● **Aim of the task**
Report how many lines of the following entries include the string "defaults"; respond with the number alone.

══ The records

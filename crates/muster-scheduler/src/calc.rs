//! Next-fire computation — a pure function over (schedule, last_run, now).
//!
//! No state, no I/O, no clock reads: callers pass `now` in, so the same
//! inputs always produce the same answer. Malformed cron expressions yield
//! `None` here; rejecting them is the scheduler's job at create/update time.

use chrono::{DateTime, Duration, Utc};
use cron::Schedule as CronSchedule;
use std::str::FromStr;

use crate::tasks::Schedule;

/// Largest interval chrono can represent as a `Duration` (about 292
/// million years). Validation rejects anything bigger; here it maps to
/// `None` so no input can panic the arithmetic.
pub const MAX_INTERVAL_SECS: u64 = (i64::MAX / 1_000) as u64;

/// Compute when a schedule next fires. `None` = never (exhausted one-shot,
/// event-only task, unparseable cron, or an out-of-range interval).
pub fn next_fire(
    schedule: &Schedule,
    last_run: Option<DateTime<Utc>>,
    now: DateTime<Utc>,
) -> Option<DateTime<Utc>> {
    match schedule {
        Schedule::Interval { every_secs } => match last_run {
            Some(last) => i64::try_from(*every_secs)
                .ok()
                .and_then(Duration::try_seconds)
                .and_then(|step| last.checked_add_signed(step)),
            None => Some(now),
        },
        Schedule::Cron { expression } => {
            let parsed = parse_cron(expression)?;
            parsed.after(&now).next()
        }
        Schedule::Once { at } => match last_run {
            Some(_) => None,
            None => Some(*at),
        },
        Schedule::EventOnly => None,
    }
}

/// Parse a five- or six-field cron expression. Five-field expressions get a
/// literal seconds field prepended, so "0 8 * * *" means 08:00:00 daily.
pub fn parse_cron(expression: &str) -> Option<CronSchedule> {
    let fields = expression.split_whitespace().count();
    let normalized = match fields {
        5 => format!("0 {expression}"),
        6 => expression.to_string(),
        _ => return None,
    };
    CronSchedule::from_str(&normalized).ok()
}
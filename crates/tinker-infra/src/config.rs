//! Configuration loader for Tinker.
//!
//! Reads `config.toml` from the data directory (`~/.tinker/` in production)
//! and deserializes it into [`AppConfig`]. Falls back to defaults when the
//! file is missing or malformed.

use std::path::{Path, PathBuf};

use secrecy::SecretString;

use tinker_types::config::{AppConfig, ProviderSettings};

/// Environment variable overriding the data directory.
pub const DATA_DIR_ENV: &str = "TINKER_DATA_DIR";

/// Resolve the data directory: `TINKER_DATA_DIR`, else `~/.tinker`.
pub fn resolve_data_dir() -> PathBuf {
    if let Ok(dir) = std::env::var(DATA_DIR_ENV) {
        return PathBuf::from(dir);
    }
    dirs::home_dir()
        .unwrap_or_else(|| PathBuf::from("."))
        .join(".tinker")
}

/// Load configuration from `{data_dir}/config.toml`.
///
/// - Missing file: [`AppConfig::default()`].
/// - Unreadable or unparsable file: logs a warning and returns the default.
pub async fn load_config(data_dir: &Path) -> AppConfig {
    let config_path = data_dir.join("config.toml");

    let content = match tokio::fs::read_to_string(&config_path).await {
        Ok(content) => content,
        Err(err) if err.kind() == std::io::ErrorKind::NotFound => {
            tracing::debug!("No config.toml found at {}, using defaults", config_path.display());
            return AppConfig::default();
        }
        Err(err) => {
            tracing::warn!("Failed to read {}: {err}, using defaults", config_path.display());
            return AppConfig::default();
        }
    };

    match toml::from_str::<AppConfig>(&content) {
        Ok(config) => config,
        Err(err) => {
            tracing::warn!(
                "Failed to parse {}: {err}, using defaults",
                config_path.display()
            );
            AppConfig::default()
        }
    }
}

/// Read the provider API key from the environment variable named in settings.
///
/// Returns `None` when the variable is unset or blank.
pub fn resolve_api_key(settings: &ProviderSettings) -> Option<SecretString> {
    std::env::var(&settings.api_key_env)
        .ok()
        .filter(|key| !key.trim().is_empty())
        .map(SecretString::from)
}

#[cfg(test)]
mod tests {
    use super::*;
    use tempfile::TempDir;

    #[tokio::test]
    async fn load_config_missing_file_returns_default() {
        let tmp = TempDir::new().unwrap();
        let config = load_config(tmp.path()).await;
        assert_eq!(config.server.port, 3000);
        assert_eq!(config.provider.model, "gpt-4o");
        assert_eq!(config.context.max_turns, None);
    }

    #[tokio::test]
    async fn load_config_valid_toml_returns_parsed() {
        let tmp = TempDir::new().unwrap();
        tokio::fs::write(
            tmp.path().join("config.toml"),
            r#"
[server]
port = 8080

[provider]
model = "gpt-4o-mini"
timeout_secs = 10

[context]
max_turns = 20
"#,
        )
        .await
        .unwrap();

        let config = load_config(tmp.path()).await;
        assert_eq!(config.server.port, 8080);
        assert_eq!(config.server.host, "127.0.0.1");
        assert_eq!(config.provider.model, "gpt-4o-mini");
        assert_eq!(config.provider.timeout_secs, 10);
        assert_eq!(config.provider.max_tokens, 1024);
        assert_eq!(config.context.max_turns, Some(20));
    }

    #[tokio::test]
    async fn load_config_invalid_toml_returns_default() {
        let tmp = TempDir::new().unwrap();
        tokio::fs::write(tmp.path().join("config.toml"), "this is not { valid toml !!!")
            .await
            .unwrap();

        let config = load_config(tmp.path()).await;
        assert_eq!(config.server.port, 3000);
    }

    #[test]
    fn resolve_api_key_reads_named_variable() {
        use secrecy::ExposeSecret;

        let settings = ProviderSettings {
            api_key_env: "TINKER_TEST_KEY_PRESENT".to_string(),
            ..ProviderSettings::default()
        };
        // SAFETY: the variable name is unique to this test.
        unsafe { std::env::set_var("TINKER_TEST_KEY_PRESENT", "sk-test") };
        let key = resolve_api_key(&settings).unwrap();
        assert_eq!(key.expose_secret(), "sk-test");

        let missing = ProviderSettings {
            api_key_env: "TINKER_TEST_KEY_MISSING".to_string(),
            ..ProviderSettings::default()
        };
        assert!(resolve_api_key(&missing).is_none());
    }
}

════

● **Problem solution**
4